WHAT THE EXERCISE ASKS: Return the lines from the start of the data through the line with "pub enum StorageError". Include both of those lines and no others.

(Saved data entries)
________________________________________
impl fmt::Display for StorageKind {
	fn fmt(&self, f: &mut fmt::Formatter<'_>) -> fmt::Result {
		f.write_str(match self {
			StorageKind::S3 => "s3",
			StorageKind::Azure => "azure",
			StorageKind::Gcs => "gcs",
		})
	}
}

#[derive(Debug, Error)]
pub enum StorageError {
	#[error("could not fetch storage secret {name}")]
	Fetch {
		name: String,
		#[source]
		source: BackendError,
	},

	#[error("storage secret {name} not found")]
	NotFound { name: String },

	#[error("decoding storage secret")]
	Decode(#[source] serde_json::Error),

	#[error("storage secret type `{0}` is not recognized")]
	UnknownType(String),

	#[error("invalid storage secret: {}", .details.join(", "))]
	Invalid { details: Vec<String> },
}

/// Check that `secret` holds every key `kind` needs.
pub fn validate_storage_secret(kind: StorageKind, secret: &Secret) -> Result<(), StorageError> {
	let details: Vec<String> = kind
		.required_keys()
		.iter()
		.filter(|key| {
			secret
				.data
				.as_ref()
				.and_then(|data| data.get(**key))
				.is_none_or(|value| value.0.is_empty())
		})
		.map(|key| format!("storage secret must contain \"{key}\" field"))
		.collect();

	if details.is_empty() {
		Ok(())
	} else {
		Err(StorageError::Invalid { details })
	}
}

/// Fetch the storage secret and validate it for `secret_type`.
#[instrument(skip(backend, deadline))]
pub async fn check_storage<B: ResourceBackend>(
	backend: &B,
	namespace: &str,
	secret_name: &str,
	secret_type: &str,
	deadline: Deadline,
) -> Result<StorageKind, StorageError> {
	let object = deadline
		.run(backend.get(&ResourceKind::secret(), Some(namespace), secret_name))
		.await
		.map_err(|source| StorageError::Fetch {
			name: secret_name.to_string(),
			source,
		})?
		.ok_or_else(|| StorageError::NotFound {
			name: secret_name.to_string(),
		})?;

	let secret: Secret = serde_json::to_value(&object)
		.and_then(serde_json::from_value)
		.map_err(StorageError::Decode)?;

	let kind = secret_type.parse()?;
	validate_storage_secret(kind, &secret)?;
	Ok(kind)
}

/// How tenants authenticate against the gateway.
#[derive(Debug, Clone, Copy, PartialEq, Eq, Deserialize)]
#[serde(rename_all = "lowercase")]
pub enum TenantsMode {
	Static,
	Openshift,
}

#[derive(Debug, Clone, PartialEq, Eq, Deserialize)]
#[serde(rename_all = "camelCase")]
pub struct OidcSpec {
	pub secret_name: String,
	pub issuer_url: String,
	#[serde(default)]
	pub redirect_url: Option<String>,
}

#[derive(Debug, Clone, PartialEq, Eq, Deserialize)]
#[serde(rename_all = "camelCase")]
pub struct TenantAuthentication {
	pub tenant_name: String,
	pub tenant_id: String,
	#[serde(default)]
	pub oidc: Option<OidcSpec>,
}

/// Multi-tenant gateway configuration of an owner.
#[derive(Debug, Clone, PartialEq, Eq, Deserialize)]
#[serde(rename_all = "camelCase")]
pub struct TenantsConfig {
	pub mode: TenantsMode,
	#[serde(default)]
	pub authentication: Vec<TenantAuthentication>,
	#[serde(default)]
	pub authorization: Option<serde_json::Value>,
}

#[derive(Debug, Error, PartialEq, Eq)]
pub enum TenantsError {
	#[error("tenant {tenant} needs oidc settings in static mode")]
	MissingOidc { tenant: String },

	#[error("tenant {tenant} must not define oidc settings in openshift mode")]
	OidcNotAllowed { tenant: String },

	#[error("authorization is required in static mode")]
	MissingAuthorization,

	#[error("authorization must not be defined in openshift mode")]
	AuthorizationNotAllowed,

	#[error("tenant name {0} is used more than once")]
	DuplicateName(String),

	#[error("tenant id {0} is used more than once")]
	DuplicateId(String),
}

impl TenantsConfig {
	pub fn validate(&self) -> Result<(), TenantsError> {
		let mut names = HashSet::new();
		let mut ids = HashSet::new();
		for tenant in &self.authentication {
			if !names.insert(tenant.tenant_name.as_str()) {
				return Err(TenantsError::DuplicateName(tenant.tenant_name.clone()));
			}
			if !ids.insert(tenant.tenant_id.as_str()) {
				return Err(TenantsError::DuplicateId(tenant.tenant_id.clone()));
			}
			match (self.mode, &tenant.oidc) {
				(TenantsMode::Static, None) => {
					return Err(TenantsError::MissingOidc {
						tenant: tenant.tenant_name.clone(),
					});
				}
				(TenantsMode::Openshift, Some(_)) => {
					return Err(TenantsError::OidcNotAllowed {
						tenant: tenant.tenant_name.clone(),
					});
				}
				_ => {}
			}
		}

		match (self.mode, &self.authorization) {
			(TenantsMode::Static, None) => Err(TenantsError::MissingAuthorization),
			(TenantsMode::Openshift, Some(_)) => Err(TenantsError::AuthorizationNotAllowed),
			_ => Ok(()),
		}
	}
}

/// TLS settings for served endpoints.
#[derive(Debug, Clone, PartialEq, Eq)]
pub struct TlsProfile {
	pub min_version: String,
	pub ciphers: Vec<String>,
}

impl TlsProfile {
	/// Profile used when the cluster does not publish one.
	pub fn builtin_default() -> Self {
		Self {
			min_version: "VersionTLS12".to_string(),
			ciphers: [
				"TLS_AES_128_GCM_SHA256",
				"TLS_AES_256_GCM_SHA384",
				"TLS_CHACHA20_POLY1305_SHA256",
				"ECDHE-ECDSA-AES128-GCM-SHA256",
				"ECDHE-RSA-AES128-GCM-SHA256",
				"ECDHE-ECDSA-AES256-GCM-SHA384",
				"ECDHE-RSA-AES256-GCM-SHA384",
				"ECDHE-ECDSA-CHACHA20-POLY1305",
				"ECDHE-RSA-CHACHA20-POLY1305",
			]
			.into_iter()
			.map(str::to_string)
			.collect(),
		}
	}
}

/// Result of looking up the cluster TLS security profile.
#[derive(Debug)]
pub enum TlsProfileResolution {
	Resolved(TlsProfile),
	/// The cluster-wide policy could not be read.
	Unavailable,
	/// The cluster publishes a policy that cannot be used.
	Invalid(String),
	Failed(Box<dyn std::error::Error + Send + Sync>),
}

/// TLS profile a pass proceeds with.
#[derive(Debug, Clone, PartialEq, Eq)]
pub enum TlsDecision {
	Profile(TlsProfile),
	BuiltinDefault,
}

impl TlsDecision {
	pub fn profile(&self) -> TlsProfile {
		match self {
			TlsDecision::Profile(profile) => profile.clone(),
			TlsDecision::BuiltinDefault => TlsProfile::builtin_default(),
		}
	}
}

#[derive(Debug, Error)]
pub enum PreflightError {
	#[error("resolving external configuration")]
	External(#[source] Box<dyn std::error::Error + Send + Sync>),

	#[error("reading cluster DNS configuration")]
	BaseDomain(#[source] BackendError),

	#[error("cluster DNS configuration has no base domain")]
	MissingBaseDomain,
}

/// Outcome of the preconditions.
#[derive(Debug, Clone, PartialEq, Eq)]
pub enum Verdict {
	Proceed {
		storage: StorageKind,
		tls: TlsDecision,
	},
	Degraded(Degraded),
}

impl Verdict {
	pub fn degraded(&self) -> Option<&Degraded> {
		match self {
			Verdict::Degraded(degraded) => Some(degraded),
			Verdict::Proceed { .. } => None,
		}
	}
}

/// Collected collaborator results, judged in a fixed order.
#[derive(Debug)]
pub struct Preflight {
	pub storage: Result<StorageKind, StorageError>,
	pub tenants: Result<(), TenantsError>,
	pub tls: TlsProfileResolution,
}

impl Preflight {
	/// Storage first, then tenants, then TLS; the first failing check decides.
	pub fn verdict(self) -> Result<Verdict, PreflightError> {
		let storage = match self.storage {
			Ok(storage) => storage,
			Err(error) => {
				return Ok(Verdict::Degraded(Degraded::new(
					DegradedReason::InvalidStorageConfig,
					error.to_string(),
				)));
			}
		};

		if let Err(error) = self.tenants {
			return Ok(Verdict::Degraded(Degraded::new(
				DegradedReason::InvalidTenantsConfiguration,
				format!("Invalid tenants configuration: {error}"),
			)));
		}

		let tls = match self.tls {
			TlsProfileResolution::Resolved(profile) => TlsDecision::Profile(profile),
			TlsProfileResolution::Unavailable => {
				tracing::info!("cluster TLS profile unavailable, using built-in default");
				TlsDecision::BuiltinDefault
			}
			TlsProfileResolution::Invalid(detail) => {
				return Ok(Verdict::Degraded(Degraded::new(
					DegradedReason::CouldNotGetOpenShiftTLSPolicy,
					detail,
				)));
			}
			TlsProfileResolution::Failed(error) => return Err(PreflightError::External(error)),
		};

		Ok(Verdict::Proceed { storage, tls })
	}
}

/// Read the cluster base domain from the OpenShift DNS configuration.
#[instrument(skip_all)]
pub async fn resolve_base_domain<B: ResourceBackend>(
	backend: &B,
	deadline: Deadline,
) -> Result<String, PreflightError> {
	let dns = deadline
		.run(backend.get(&ResourceKind::openshift_dns(), None, "cluster"))
		.await
		.map_err(PreflightError::BaseDomain)?
		.ok_or(PreflightError::MissingBaseDomain)?;

	let domain = dns
		.data
		.pointer("/spec/baseDomain")
		.and_then(serde_json::Value::as_str)
		.filter(|domain| !domain.is_empty())
		.ok_or(PreflightError::MissingBaseDomain)?;

	tracing::info!(base_domain = domain, "OpenShift base domain set");
	Ok(domain.to_string())
}

/// Values the next snapshot needs given the owner's tenants mode.
///
/// The base domain is only looked up in openshift mode and only when the
/// snapshot does not carry one yet.
pub async fn snapshot_update<B: ResourceBackend>(
	backend: &B,
	tenants: Option<&TenantsConfig>,
	snapshot: &ConfigSnapshot,
	deadline: Deadline,
) -> Result<SnapshotUpdate, PreflightError> {
	let needs_domain = tenants.is_some_and(|t| t.mode == TenantsMode::Openshift)
		&& snapshot.base_domain().is_none();
	if !needs_domain {
		return Ok(SnapshotUpdate::default());
	}
	Ok(SnapshotUpdate {
		base_domain: Some(resolve_base_domain(backend, deadline).await?),
	})
}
________________________________________
ANSWER TO THE PROBLEM:
impl fmt::Display for StorageKind {
	fn fmt(&self, f: &mut fmt::Formatter<'_>) -> fmt::Result {
		f.write_str(match self {
			StorageKind::S3 => "s3",
			StorageKind::Azure => "azure",
			StorageKind::Gcs => "gcs",
		})
	}
}

#[derive(Debug, Error)]
pub enum StorageError {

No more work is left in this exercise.